Versions of The Scream have proliferated online. There are Screams with face masks or even as face masks. There are Screams anxious about handwashing and face touching, and Screams with eyes drawn in the now recognizable shape of the coronavirus. Screaming figures are fleeing cities and financial institutions. They are hoarding toilet paper and hand sanitizer.
Poignant images
Most of these coronavirus Scream images tap into our collective fears and transform them through humour. But there are more poignant images as well. Consider a “social distancing” Scream created by Hrag Vartanian, editor-in-chief of the art site Hyperallergic.
Vartanian digitally altered the image so that only a single lone individual remains in the background.
Vartanian said:
“I wanted to create something jarring that reminds us to look at familiar things in new ways, just like we’re doing with our lives in the era of social distancing.”
And then there’s 2020 Plague Expulsion Rite, a photo collage by Shenzhen-based photographer Wu Guoyong. After collaborating with Luo Dawei, who runs the photo platform Fengmian, to curate a series of family portraits of Chinese New Year in quarantine, Wu gathered together 3,500 images of lockdown to create a collective Scream.
2020 Plague Expulsion Rite poses profound questions: if we are all screaming, and if we imagine everyone else screaming, is it possible to feel less alone?
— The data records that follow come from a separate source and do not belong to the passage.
//! Logging bootstrap.
//!
//! A `tracing_subscriber::registry()` driven by an `EnvFilter`, with a
//! custom `FormatEvent` in place of the usual human-oriented `compact()`
//! formatter: the wire format here is an external contract,
//! `[<timestamp>] [<LEVEL>] <message> <json meta>`, so it is implemented
//! directly rather than reached for off the shelf.

use tracing::{Level, Subscriber};
use tracing_subscriber::fmt::format::Writer;
use tracing_subscriber::fmt::{FmtContext, FormatEvent, FormatFields};
use tracing_subscriber::layer::SubscriberExt as _;
use tracing_subscriber::registry::LookupSpan;
use tracing_subscriber::util::SubscriberInitExt as _;
use tracing_subscriber::EnvFilter;

/// Install the global tracing subscriber. `LOG_LEVEL` (default `info`)
/// drives the `EnvFilter`; output always goes to stdout in the wire
/// format.
pub fn init(log_level: &str) {
    let filter = EnvFilter::try_new(log_level).unwrap_or_else(|_| EnvFilter::new("info"));
    let fmt_layer = tracing_subscriber::fmt::layer().event_format(WireFormat);

    tracing_subscriber::registry().with(filter).with(fmt_layer).init();
}

/// `[<ISO-8601 timestamp>] [<LEVEL>] <message> <optional JSON meta>`.
struct WireFormat;

impl<S, N> FormatEvent<S, N> for WireFormat
where
    S: Subscriber + for<'a> LookupSpan<'a>,
    N: for<'a> FormatFields<'a> + 'static,
{
    fn format_event(
        &self,
        _ctx: &FmtContext<'_, S, N>,
        mut writer: Writer<'_>,
        event: &tracing::Event<'_>,
    ) -> std::fmt::Result {
        let metadata = event.metadata();
        let timestamp = chrono::Utc::now().to_rfc3339();

        write!(writer, "[{timestamp}] [{}] ", level_label(*metadata.level()))?;

        let mut visitor = MessageFieldVisitor::default();
        event.record(&mut visitor);
        write!(writer, "{}", visitor.message)?;

        if !visitor.meta.is_empty() {
            write!(writer, " {}", serde_json::Value::Object(visitor.meta))?;
        }

        writeln!(writer)
    }
}

fn level_label(level: Level) -> &'static str {
    match level {
        Level::ERROR => "ERROR",
        Level::WARN => "WARN",
        Level::INFO => "INFO",
        Level::DEBUG => "DEBUG",
        Level::TRACE => "TRACE",
    }
}

#[derive(Default)]
struct MessageFieldVisitor {
    message: String,
    meta: serde_json::Map<String, serde_json::Value>,
}

impl tracing::field::Visit for MessageFieldVisitor {
    fn record_debug(&mut self, field: &tracing::field::Field, value: &dyn std::fmt::Debug) {
        if field.name() == "message" {
            self.message = format!("{value:?}");
        } else {
            self.meta
                .insert(field.name().to_string(), serde_json::Value::String(format!("{value:?}")));
        }
    }

    fn record_str(&mut self, field: &tracing::field::Field, value: &str) {
        if field.name() == "message" {
            self.message = value.to_string();
        } else {
            self.meta
                .insert(field.name().to_string(), serde_json::Value::String(value.to_string()));
        }
    }

    fn record_i64(&mut self, field: &tracing::field::Field, value: i64) {
        self.meta
            .insert(field.name().to_string(), serde_json::Value::from(value));
    }

    fn record_u64(&mut self, field: &tracing::field::Field, value: u64) {
        self.meta
            .insert(field.name().to_string(), serde_json::Value::from(value));
    }

    fn record_bool(&mut self, field: &tracing::field::Field, value: bool) {
        self.meta
            .insert(field.name().to_string(), serde_json::Value::from(value));
    }
}

#[cfg(test)]
mod tests {
    use super::*;

    #[test]
    fn level_label_matches_wire_format() {
        assert_eq!(level_label(Level::INFO), "INFO");
        assert_eq!(level_label(Level::ERROR), "ERROR");
    }
}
And if we are all screaming together, how else might we act collectively in these times?
‘Quaking with angst’
After numerous sketches and some false starts, Munch completed a first version of The Scream in 1893 while living in Berlin, where his avant-garde circle enthusiastically received it as an embodiment of modern angst bordering on mental illness.
Carefully conceived for maximum emotional effect, Munch intended the work to be a powerful image that would represent an intense emotional experience that he had while walking along a fjord in his native Norway. He also tried to put that experience into words:
“I was walking along the road with two friends — the sun was setting — I felt a wave of sadness — the sky suddenly turned blood-red. I stopped, leaned against the fence tired to death … My friends walked on — stood there quaking with angst — and I felt as though a vast, endless scream passed through nature.”
Munch created three more versions of The Scream, a lithograph and a pastel in 1895, and another painting, probably in 1910.
The Scream has a dramatic history. The 1893 version was stolen and then recovered in 1994. Ten years later, the 1910 version was also stolen and recovered, albeit damaged. In 2012, the pastel version was auctioned for the record sum of nearly US$120 million. Now, as reported by the Guardian, conservators recommend that the 1910 painting practise its own physical distancing to avoid further damage from human breath.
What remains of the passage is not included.